Trata-se de fratura do planalto tibial lateral que ocorreu em paciente do sexo masculino, de 41 anos de idade, fazendeiro, como resultado de investida de vaca (figs. 2-A, 2-B).
Foi submetido a osteossíntese, três dias após. Foi usada abordagem através de incisão curvilínea e desinserção do músculo tibial anterior.
Na cirurgia notou-se desinserção periférica extensa do menisco lateral e afundamento acentuado da superfície do planalto lateral em seus 2/3 anteriores e desde a eminência intercondílea lateral da tíbia com dois fragmentos osteocondrais isolados. Havia também fragmento periférico da borda lateral da tíbia com pequena área articular, que foi retraído para fora para permitir visibilização da fratura, sem, no en-tanto, desinserir o periósteo (fig. 2-C).

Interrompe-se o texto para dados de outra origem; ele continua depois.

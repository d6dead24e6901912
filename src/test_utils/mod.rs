//! Shared helpers for unit tests.

use once_cell::sync::OnceCell;

static LOGGER: OnceCell<()> = OnceCell::new();

/// Installs a test-writer tracing subscriber once per process. Controlled
/// via `RUST_LOG`.
pub(crate) fn enable_logger() {
    LOGGER.get_or_init(|| {
        let _ = tracing_subscriber::fmt()
            .with_env_filter(tracing_subscriber::EnvFilter::from_default_env())
            .with_test_writer()
            .try_init();
    });
}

Após a osteossíntese, seguindo os princípios delineados na fig. 1, o menisco foi cuidadosamente reinserido e a ferida fechada por planos. Drenos de sucção foram instalados dentro do joelho e por baixo do músculo tibial anterior.
O paciente teve boa evolução pós-operatória, estando ain-da em regime de carga parcial.
COMENTÁRIOS
Ao nos defrontarmos com fraturas articulares complexas, a multiplicidade de fragmentos da superfície articular pode sugerir impossibilidade de conseguir montagem adequada da articulação.
O método descrito permite transformar uma fratura complexa da superfície articular em uma fratura de traço simples, de forma progressiva, passo a passo.
A permanência de fios de Kirschner subcondrais, como síntese perdida, causa alguma preocupação, quando se considera a possibilidade de infecção, ou de necessidade de artroplastia no futuro, pois a remoção dos fios poderia ser problemática. No entanto, a relação custo/benefício é, no nosso entender, favorável ao uso deste método, que, se bem executado, tende a restabelecer a função articular em níveis alta-mente satisfatórios.
Salter, R.B., Simmonds, D.F., Malcom, B.W. et al: The biological effect of continuous passive motion on the healing of full-thickness defects in articular cartilage. J Bone Joint Surg [Am] 62: 1232-1251, 1980.
Schatzker, J.: in Schatzker, J. & Tile, M. (eds.): The rationale of operative fracture care, 2ª ed., Springer-Verlag, 1996. p. 33.